WHO has denied committing a "serious breach of international ethical standards" by injecting thousands of Kenyan children with a malaria vaccine, without proper consent.

The World Health Organization is leading the ongoing pilot to vaccinate about 150,000 children in Western Kenya.

An expert opinion published in the prestigious British Medical Journal accuses the organisation of failing to inform parents of the vaccine's potential risks.

 
 
 
 

“Parents of children should be aware of these risks and consent to them before children receive the vaccine,” writes Prof Charles Weijer.

Weije is a leading bioethicist at Western University in Canada and lead author of the Ottawa Statement, a global consensus document on the ethics of randomised trials.

In response, the WHO says the vaccine is being given as part of each country's routine vaccination schedule and consent is, therefore, "implied."

The novel vaccine, called Mosquirix or R,TSS, is being piloted in Kenya, Malawi and Ghana.

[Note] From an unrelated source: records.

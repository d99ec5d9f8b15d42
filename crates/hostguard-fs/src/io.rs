//! Atomic I/O operations with file locking

use crate::{Error, Result};
use fs2::FileExt;
use std::fs::{self, DirBuilder, OpenOptions};
use std::io::Write;
use std::os::unix::fs::DirBuilderExt;
use std::path::Path;

/// Mode used for every directory the journal creates.
pub const PRIVATE_DIR_MODE: u32 = 0o700;

/// Write content atomically to a file with locking.
///
/// Uses write-to-temp-then-rename strategy to prevent partial writes.
/// Acquires an advisory lock on the temp file while it is being filled.
pub fn write_atomic(path: &Path, content: &[u8]) -> Result<()> {
    if let Some(parent) = path.parent()
        && !parent.as_os_str().is_empty()
    {
        fs::create_dir_all(parent).map_err(|e| Error::io(parent, e))?;
    }

    // Temp file lives next to the target so the rename stays on one filesystem
    let temp_name = format!(
        ".{}.{}.tmp",
        path.file_name()
            .map(|n| n.to_string_lossy())
            .unwrap_or_default(),
        std::process::id()
    );
    let temp_path = path.with_file_name(&temp_name);

    let mut temp_file = OpenOptions::new()
        .write(true)
        .create(true)
        .truncate(true)
        .open(&temp_path)
        .map_err(|e| Error::io(&temp_path, e))?;

    temp_file
        .lock_exclusive()
        .map_err(|_| Error::LockFailed {
            path: path.to_path_buf(),
        })?;

    temp_file
        .write_all(content)
        .map_err(|e| Error::io(&temp_path, e))?;

    temp_file.sync_all().map_err(|e| Error::io(&temp_path, e))?;

    temp_file.unlock().map_err(|_| Error::LockFailed {
        path: path.to_path_buf(),
    })?;

    fs::rename(&temp_path, path).map_err(|e| Error::io(path, e))?;
    tracing::trace!(path = %path.display(), bytes = content.len(), "Wrote file");

    Ok(())
}

/// Read text content from a file.
pub fn read_text(path: &Path) -> Result<String> {
    fs::read_to_string(path).map_err(|e| Error::io(path, e))
}

/// Read a file's bytes, treating a missing file as empty content.
pub fn read_or_empty(path: &Path) -> Result<Vec<u8>> {
    match fs::read(path) {
        Ok(bytes) => Ok(bytes),
        Err(e) if e.kind() == std::io::ErrorKind::NotFound => Ok(Vec::new()),
        Err(e) => Err(Error::io(path, e)),
    }
}

/// Create a directory (and its parents) readable only by the owner.
pub fn create_private_dir(path: &Path) -> Result<()> {
    DirBuilder::new()
        .recursive(true)
        .mode(PRIVATE_DIR_MODE)
        .create(path)
        .map_err(|e| Error::io(path, e))
}

/// Reapply mode bits and ownership captured from `previous` to `path`.
///
/// Ownership is only changed when it differs, so unprivileged callers can
/// restore files they already own. Mode goes last since `chown` clears the
/// setuid and setgid bits.
pub fn restore_metadata(path: &Path, previous: &fs::Metadata) -> Result<()> {
    use std::os::unix::fs::{MetadataExt, PermissionsExt};

    let current = fs::metadata(path).map_err(|e| Error::io(path, e))?;
    if current.uid() != previous.uid() || current.gid() != previous.gid() {
        std::os::unix::fs::chown(path, Some(previous.uid()), Some(previous.gid()))
            .map_err(|e| Error::io(path, e))?;
    }

    fs::set_permissions(path, fs::Permissions::from_mode(previous.mode() & 0o7777))
        .map_err(|e| Error::io(path, e))
}

/// [`write_atomic`] over an existing file, keeping its mode and ownership.
pub fn write_atomic_preserving(path: &Path, content: &[u8]) -> Result<()> {
    let previous = fs::metadata(path).ok();
    write_atomic(path, content)?;
    if let Some(previous) = previous {
        restore_metadata(path, &previous)?;
    }
    Ok(())
}
impl PatchApplier for ExternalPatchUtility {
    fn apply(&self, target: &Path, patch_file: &Path) -> Result<()> {
        if !self.program.exists() {
            return Err(self.failure("program not found"));
        }

        let command = CommandSpec::argv([
            self.program.display().to_string(),
            "-p0".to_string(),
            "-u".to_string(),
            "-f".to_string(),
            target.display().to_string(),
            patch_file.display().to_string(),
        ]);

        match self.runner.run(&command) {
            Ok(output) if output.success() => Ok(()),
            Ok(output) => Err(self.failure(format!(
                "exit code {}: {}",
                output.status,
                output.stderr.trim()
            ))),
            Err(ExecError::ProgramNotFound { .. }) => Err(self.failure("program not found")),
            Err(e) => Err(e.into()),
        }
    }
}
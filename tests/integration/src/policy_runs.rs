//! Policy run scenarios
//!
//! Each scenario drives editors the way a hardening policy would: allocate
//! event ids for the policy, report, fix, commit, and later revert the whole
//! policy through the journal.

use std::path::PathBuf;
use std::sync::Arc;

use hostguard_editor::{ConfigEditor, DefaultsSetting, DesiredData, DialectKind, Intent};
use hostguard_exec::StaticElevation;
use hostguard_journal::{
    ChangeEvent, ChangeJournal, EventIdAllocator, JournalConfig, Reverter,
};
use hostguard_test_utils::{ScriptedRunner, TestHost};

// =============================================================================
// Test Infrastructure
// =============================================================================

fn open_journal(host: &TestHost) -> ChangeJournal {
    let _ = hostguard_journal::logging::init();
    ChangeJournal::open(
        &JournalConfig::rooted_at(host.state_dir()),
        &StaticElevation(true),
    )
    .unwrap()
}

/// Report, fix and commit one text artifact under the next id of `ids`
fn apply_text(
    journal: &mut ChangeJournal,
    ids: &mut EventIdAllocator,
    kind: DialectKind,
    path: PathBuf,
    desired: DesiredData,
) {
    let tmp = path.with_extension("tmp");
    let mut editor = ConfigEditor::new(kind, path, tmp, desired, Intent::Present);
    if editor.report() {
        return;
    }
    assert!(editor.fix());
    editor.set_event_id(ids.next().unwrap());
    assert!(editor.commit(journal), "{:?}", editor.last_error());
}

// =============================================================================
// S1: Apply and revert a policy
// =============================================================================

mod s1_apply_and_revert {
    use super::*;
    use pretty_assertions::assert_eq;

    #[test]
    fn s1_1_text_changes_revert_to_original_bytes() {
        let host = TestHost::new();
        let sshd = host.write_file("etc/ssh/sshd_config", "# managed\nPermitRootLogin yes\nX11Forwarding yes\n");
        let login = host.write_file("etc/login.defs", "PASS_MAX_DAYS=99999\nUMASK=022");
        let mut journal = open_journal(&host);
        let mut ids = EventIdAllocator::new(42).unwrap();

        apply_text(
            &mut journal,
            &mut ids,
            DialectKind::Space,
            sshd,
            DesiredData::entries([("PermitRootLogin", "no")]),
        );
        apply_text(
            &mut journal,
            &mut ids,
            DialectKind::ClosedEq,
            login,
            DesiredData::entries([("PASS_MAX_DAYS", "180"), ("PASS_MIN_DAYS", "1")]),
        );

        assert_eq!(
            host.read_file("etc/login.defs"),
            "PASS_MAX_DAYS=180\nUMASK=022\nPASS_MIN_DAYS=1\n"
        );
        assert_eq!(journal.find_events_for_rule(42).unwrap().len(), 2);

        let report = Reverter::default().revert_rule(&mut journal, 42).unwrap();
        assert!(report.is_success());
        assert_eq!(report.reverted.len(), 2);
        assert_eq!(
            host.read_file("etc/ssh/sshd_config"),
            "# managed\nPermitRootLogin yes\nX11Forwarding yes\n"
        );
        assert_eq!(host.read_file("etc/login.defs"), "PASS_MAX_DAYS=99999\nUMASK=022");
        assert!(journal.find_events_for_rule(42).unwrap().is_empty());
    }

    #[test]
    fn s1_2_created_file_is_removed_on_revert() {
        let host = TestHost::new();
        let mut journal = open_journal(&host);
        let mut ids = EventIdAllocator::new("0007").unwrap();
        let path = host.path("etc/modprobe.d/blacklist.conf");

        apply_text(
            &mut journal,
            &mut ids,
            DialectKind::Space,
            path.clone(),
            DesiredData::entries([("blacklist", vec!["usb-storage", "firewire-core"])]),
        );
        assert!(matches!(
            journal.get_event("0007001").unwrap(),
            Some(ChangeEvent::Creation { .. })
        ));

        let report = Reverter::default().revert_rule(&mut journal, 7).unwrap();
        assert!(report.is_success());
        assert!(!path.exists());
    }

    #[test]
    fn s1_3_settings_are_undone_by_recorded_inverse() {
        let host = TestHost::new();
        let mut journal = open_journal(&host);
        let mut ids = EventIdAllocator::new(300).unwrap();
        let runner = Arc::new(ScriptedRunner::new());
        runner.respond("read com.apple.screensaver askForPassword", "0\n");

        let mut editor = ConfigEditor::new(
            DialectKind::Defaults,
            "com.apple.screensaver",
            host.path("unused.tmp"),
            DesiredData::settings([(
                "askForPassword",
                DefaultsSetting::write("1", ["-int", "1"]),
            )]),
            Intent::Present,
        )
        .with_runner(runner.clone());
        assert!(!editor.report());
        assert!(editor.fix());
        editor.set_event_id(ids.next().unwrap());
        assert!(editor.commit(&mut journal));
        runner.clear_calls();

        let report = Reverter::new(runner.clone())
            .revert_rule(&mut journal, 300)
            .unwrap();
        assert!(report.is_success());
        assert_eq!(
            runner.call_strings(),
            vec!["/usr/bin/defaults -currentHost write com.apple.screensaver askForPassword 0".to_string()]
        );
    }
}

// =============================================================================
// S2: Journal lifetime
// =============================================================================

mod s2_journal_lifetime {
    use super::*;
    use pretty_assertions::assert_eq;

    #[test]
    fn s2_1_changes_revert_after_reopening_the_journal() {
        let host = TestHost::new();
        let conf = host.write_file("etc/app.conf", "foo = baz\n");
        {
            let mut journal = open_journal(&host);
            let mut ids = EventIdAllocator::new(12).unwrap();
            apply_text(
                &mut journal,
                &mut ids,
                DialectKind::OpenEq,
                conf,
                DesiredData::entries([("foo", "bar")]),
            );
            journal.close().unwrap();
        }

        let mut journal = open_journal(&host);
        let report = Reverter::default().revert_rule(&mut journal, 12).unwrap();
        assert!(report.is_success());
        assert_eq!(host.read_file("etc/app.conf"), "foo = baz\n");
    }

    #[test]
    fn s2_2_rerun_purges_stale_events_first() {
        let host = TestHost::new();
        let conf = host.write_file("etc/app.conf", "foo = 1\n");
        let mut journal = open_journal(&host);

        let mut first = EventIdAllocator::new(5).unwrap();
        apply_text(
            &mut journal,
            &mut first,
            DialectKind::OpenEq,
            conf.clone(),
            DesiredData::entries([("foo", "2")]),
        );

        let purged = journal.purge_rule(5).unwrap();
        assert_eq!(purged.len(), 1);

        let mut second = EventIdAllocator::new(5).unwrap();
        apply_text(
            &mut journal,
            &mut second,
            DialectKind::OpenEq,
            conf,
            DesiredData::entries([("foo", "3")]),
        );

        let report = Reverter::default().revert_rule(&mut journal, 5).unwrap();
        assert!(report.is_success());
        assert_eq!(host.read_file("etc/app.conf"), "foo = 2\n");
    }

    #[test]
    fn s2_3_compliant_host_records_nothing() {
        let host = TestHost::new();
        let conf = host.write_file("etc/app.conf", "foo = bar\n");
        let mut journal = open_journal(&host);
        let mut ids = EventIdAllocator::new(9).unwrap();

        apply_text(
            &mut journal,
            &mut ids,
            DialectKind::OpenEq,
            conf,
            DesiredData::entries([("foo", "bar")]),
        );
        assert!(journal.find_events_for_rule(9).unwrap().is_empty());
    }
}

“Subsequently, the physical presence of the child or adolescent, with or without an accompanying parent at the vaccination session, is considered to imply consent,” WHO's chief scientific officer Soumya Swaminathan says in a response published on BMJ last week.

The BMJ opinion argued that WHO’s implied consent process does not provide poor parents with any meaningful and informed consent regarding the piloting of the vaccine and its side-effects.

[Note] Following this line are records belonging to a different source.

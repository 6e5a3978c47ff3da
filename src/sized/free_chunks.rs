//! Per-pool free chunk bookkeeping
//!
//! ## Invariants
//!
//! - Registered addresses are in physical layout order and never change
//!   after construction
//! - The scan cursor is always a valid slot index
//! - `free_count` equals the number of `true` flags

use crate::error::{PoolError, Result};

/// Free-list over a pool's chunks with array-based membership
///
/// Slot `i` holds the base address of chunk `i`. A scan cursor resumes the
/// free-slot search one past the last handed-out slot, so consecutive
/// allocations spread across the pool instead of always reusing the lowest
/// address.
#[derive(Debug, Default)]
pub(crate) struct FreeChunkManager {
    addrs: Vec<usize>,
    free: Vec<bool>,
    free_count: usize,
    cursor: usize,
}

impl FreeChunkManager {
    pub(crate) fn new() -> Self {
        Self::default()
    }

    /// Discards prior state and prepares `count` slots, all free
    pub(crate) fn reset(&mut self, count: usize) {
        self.addrs = Vec::with_capacity(count);
        self.free = vec![true; count];
        self.free_count = count;
        self.cursor = 0;
    }

    /// Appends the base address of the next chunk during pool construction
    ///
    /// Called exactly `count` times after [`reset`](Self::reset), in
    /// ascending address order.
    pub(crate) fn register_address(&mut self, addr: usize) {
        debug_assert!(self.addrs.len() < self.free.len());
        debug_assert!(self.addrs.last().is_none_or(|&prev| prev < addr));
        self.addrs.push(addr);
    }

    /// Hands out a free chunk's address and marks it occupied
    ///
    /// The search starts at the cursor and wraps once; the cursor then moves
    /// one past the returned slot. Returns `None` after a full wrap finds no
    /// free slot.
    pub(crate) fn acquire(&mut self) -> Option<usize> {
        let count = self.addrs.len();
        if count == 0 || self.free_count == 0 {
            return None;
        }
        for offset in 0..count {
            let slot = (self.cursor + offset) % count;
            if self.free[slot] {
                self.free[slot] = false;
                self.free_count -= 1;
                self.cursor = (slot + 1) % count;
                return Some(self.addrs[slot]);
            }
        }
        None
    }

    /// Marks the chunk registered at `addr` free again
    ///
    /// Membership is by exact address match. Releasing a non-member address
    /// or an already-free chunk is a caller error and leaves all state
    /// untouched.
    pub(crate) fn release(&mut self, addr: usize) -> Result<()> {
        match self.addrs.iter().position(|&registered| registered == addr) {
            Some(slot) if !self.free[slot] => {
                self.free[slot] = true;
                self.free_count += 1;
                Ok(())
            }
            Some(_) => Err(PoolError::invalid_dealloc(addr, "chunk is already free")),
            None => Err(PoolError::invalid_dealloc(
                addr,
                "address is not a chunk of this pool",
            )),
        }
    }

    pub(crate) fn free_count(&self) -> usize {
        self.free_count
    }

    pub(crate) fn capacity(&self) -> usize {
        self.free.len()
    }
}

Peter Doshi, an associate editor of BMJ, notes that the pilot is partly meant to evaluate outstanding safety concerns that emerged during the vaccine's clinical trials.

 
 
 
 

"There was a rate of meningitis in those receiving Mosquirix 10 times than of those who did not, increased cerebral malaria cases, and a doubling in the risk of death (from any cause) in girls," he says.

The pilot began in Kenya on September 13 last year and will end around 2022.

The Ministry of Health told the Star the exercise is taking place in 26 subcounties in the malaria-endemic areas of Kisumu, Homa Bay, Migori, Siaya, Kakamega, Bungoma, Vihiga and Busia counties.

Children are being vaccinated in 533 health facilities.

"The demand for the vaccine is very high. As at now, the uptake is at 100  per cent," the ministry said in a statement.

Past trials showed Mosquirix prevents four in every 10 cases of malaria in children.

WHO is testing if the vaccine can be introduced in the routine immunisation calendar and its safety.

"It is not an experimental vaccine," WHO says. "Regulators (European Medicines Agency) concur in their assessment that the vaccine has an acceptable safety profile and that the benefits of the vaccine outweigh the risks."

WHO further says parents are educated through health talks and community barazas, among other methods.

"Parents receive information about the vaccine from the Ministry of Health and can decide to present for, or to opt-out of, any or all vaccinations," WHO said in its response.

Malaria is still the second biggest cause of reported deaths in Kenya after respiratory infections, according to the Kenya National Bureau of Statistics.

In 2018, there were 10.7 million malaria cases, up from 7.9 million in 2017.